Deyyan

Yüzyıllar; sihrini birbirine sembollerle aktarmış. İlk keşifleri anlamda çıkmaza girilen zaman. Ellerindeki kelimelerin, yaşadıklarını açıklamaya yetmediğinde bekledikleri mucize. Hayatta kalabilmek için en önemli şey korunmak. O kadar bilinmezlik içinde dost kim? Düşman kim? Yer ayrı hareket ediyor, gök ayrı. Tehlike nereden gelecek belli değil. İşte bu noktada bilinmeyene teslimiyet tanrıları doğuruyor. Masallar yazılıyor. İçlerine gizli sırlar yerleştiriliyor. Böylece sonraki nesillere aktarılıyor.

Masalların içindeki sihir; mayalanmış deneyim. Bir iki günden ziyade onlarca yılda, kaç elden toplanmışlar. Beklerken mayalamışlar. Bakmışlar ki deneyimler kabarıyor, gözenekleri artıyor, hemen şekil vermek gerekiyor. Kelimelere koyup, melodilere sarmışlar, yerleştirmişler ninnilere. Çocuklar en iyi uykuya dalarken öğrenir diye düşünmüşler. Yüzyıllar sonra bulunacak theta frekansını o zamandan bilmişler. Ninniler dar gelmiş deneyimlere, o zaman masallara geçmişler. Yıllarca gerçekleri masallara gömmüşler, kötüleri canavara dönüştürmüşler. Gücü göstermek için canavarın karşısına kahramanlar çıkarmışlar. Çocukların aklı karışmış. Kendilerini kahramanın yerine koyup, korkmuşlar. Gerçekler ağır gelmiş, masal dinlemez olmuşlar. Işıkları sönmüş, keyifleri kaçmış, oyunu bırakmışlar. Masalcılar susunca renkler kaybolmuş. Her şey siyahla beyaza dönmüş, sessizliğe bürünmüş.

Bakmışlar ki gerçekler dünyayı çürütüyor. Deneyimler aktarılamayınca herkes el yordamıyla yürüyor. Yollarını kaybedenler telef oluyor.

O zaman yeni deneyimlerinden mayalanan sihri kahramanların eline vermişler. Sembollere gömmüşler.  Kiminin kılıcı olmuş, kiminin aynası. Böylece güç yeniden doğmuş. Kahramanlar kazanınca çocuklar masallara geri dönmüş. Sadece çocuklar da değil gerçeğin acısından yorulan büyükler de dinler olmuşlar. Bu kadar dinleyicinin inancıyla semboller kehanetlerini gerçekleştirmeye başlamışlar.
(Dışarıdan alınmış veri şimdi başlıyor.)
use directory_engine::DirectoryError;
use directory_ingest::IngestError;
use directory_protocol::ErrorEnvelope;
use thiserror::Error;

#[derive(Debug, Error)]
pub enum CliError {
    #[error("Invalid configuration: {0}")]
    InvalidConfig(String),

    #[error("The {0} filter is disabled in the configuration")]
    FilterDisabled(&'static str),

    #[error("No table given: pass --table or set `table` in the config file")]
    MissingTable,
}

/// Map an error chain to a stable code plus a next-step hint
pub fn classify_error(err: &anyhow::Error) -> ErrorEnvelope {
    let message = format!("{err:#}");
    let (code, hint) = classify_chain(err);
    ErrorEnvelope {
        code: code.to_string(),
        message,
        hint: hint.map(ToString::to_string),
    }
}

fn classify_chain(err: &anyhow::Error) -> (&'static str, Option<&'static str>) {
    for cause in err.chain() {
        if let Some(cli) = cause.downcast_ref::<CliError>() {
            return match cli {
                CliError::InvalidConfig(_) => (
                    "invalid_config",
                    Some("Fix the config file or pass --config with a valid one."),
                ),
                CliError::FilterDisabled(_) => (
                    "filter_disabled",
                    Some("Add the filter to `filters` in the config file to enable it."),
                ),
                CliError::MissingTable => (
                    "table_unreadable",
                    Some("Pass --table with an exported sheet (.json or .toml)."),
                ),
            };
        }
        if let Some(ingest) = cause.downcast_ref::<IngestError>() {
            return match ingest {
                IngestError::SchemaMismatch(_) => (
                    "schema_mismatch",
                    Some("Check the column headers or add aliases under [aliases]."),
                ),
                IngestError::UnsupportedFormat(_) => (
                    "table_unreadable",
                    Some("Export the sheet as .json or .toml."),
                ),
                IngestError::Io(_) | IngestError::Json(_) | IngestError::Toml(_) => (
                    "table_unreadable",
                    Some("Make sure the table file exists and is a valid export."),
                ),
            };
        }
        match cause.downcast_ref::<DirectoryError>() {
            Some(DirectoryError::InvalidConfig(_)) => return ("invalid_config", None),
            Some(DirectoryError::UnknownLabel { .. }) => {
                return (
                    "invalid_filter",
                    Some("Pick a label listed by `client-directory regions` or `buckets`."),
                )
            }
            Some(DirectoryError::InvalidDate(_)) | None => {}
        }
    }
    ("internal", None)
}

#[cfg(test)]
mod tests {
    use super::*;
    use anyhow::Context;

    #[test]
    fn ingest_errors_are_classified_through_context() {
        let err = Err::<(), _>(IngestError::SchemaMismatch("no column for name".into()))
            .context("Failed to read table sheet.json")
            .unwrap_err();
        let envelope = classify_error(&err);
        assert_eq!(envelope.code, "schema_mismatch");
        assert!(envelope.message.contains("sheet.json"));
        assert!(envelope.message.contains("no column for name"));
        assert!(envelope.hint.is_some());
    }

    #[test]
    fn cli_errors_have_codes() {
        let err = anyhow::Error::from(CliError::FilterDisabled("region"));
        assert_eq!(classify_error(&err).code, "filter_disabled");
        let err = anyhow::Error::from(CliError::MissingTable);
        assert_eq!(classify_error(&err).code, "table_unreadable");
    }

    #[test]
    fn unlisted_filter_labels_are_invalid_filter() {
        let engine = directory_engine::DirectoryEngine::default();
        let err = anyhow::Error::from(engine.select_bucket("ㄲ").unwrap_err());
        let envelope = classify_error(&err);
        assert_eq!(envelope.code, "invalid_filter");
        assert!(envelope.message.contains("ㄲ"));
        assert!(envelope.hint.is_some());
    }

    #[test]
    fn unknown_errors_are_internal() {
        let err = anyhow::anyhow!("boom");
        let envelope = classify_error(&err);
        assert_eq!(envelope.code, "internal");
        assert_eq!(envelope.hint, None);
    }
}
Yalanla gerçek yavaş yavaş birbirine karışmaya başlamış. Masallarla büyüyen insanların zayıf olanları rüyalara kapılmışlar. Onlar bu rehavet içindeyken semboller kötülerin eline geçmeye başlamış. Yüzyıllardır biriken enerjiyi yanlış kullanmışlar. Uykudan uyananlar neye uğradığını anlamamış. Savaş başlamış. Masallardan çıkınca sembollerin çoğu yavaş yavaş gücünü kaybetmiş, anlamsızlaşmış. Savaşanlar bunu bir türlü anlayamamış.

Zamanın bilgelerinden birkaç tanesi durumu erkenden anlamış da kurtarabildiklerini kurtarmış, saklamışlar. Gücünü kaybedenleri onarmaya çalışmışlar.

Kurtardıklarını zamanı gelince yeni masalların içine gizli saklı yerleştirmişler. Sadece özel kişilere açılmak üzere mühürlemişler.

Dünya yine karanlık zamana gömülmeye başlamış ki… Kahramanlar sembolleriyle bir bir ortaya çıkmış. Ama onları sadece sihirden anlayan çocuklar görebilirmiş. Onlar büyüdüğünde dünya tekrar aydınlığına kavuşacakmış.

Masallar kaybolunca semboller çıplak kalıyor. İçine gömülen enerji ancak geçmişini bilenin, kalbini dinleyenin elinde açığa çıkıyor. Bu bazen bir şekil oluyor, bazen bir dua. Kimi duvara asıyor, kimi dövme yaptırıyor, kimi ise rüyasında uğraşıyor. Semboller yüzyılların ruhunu aktarıyor. Bunu en iyi masallar ve rüyalarda yapıyor. Hazır olmayanın eline geçince insanları yoldan çıkarıyor. Çıplak güç dünyayı çürütüyor.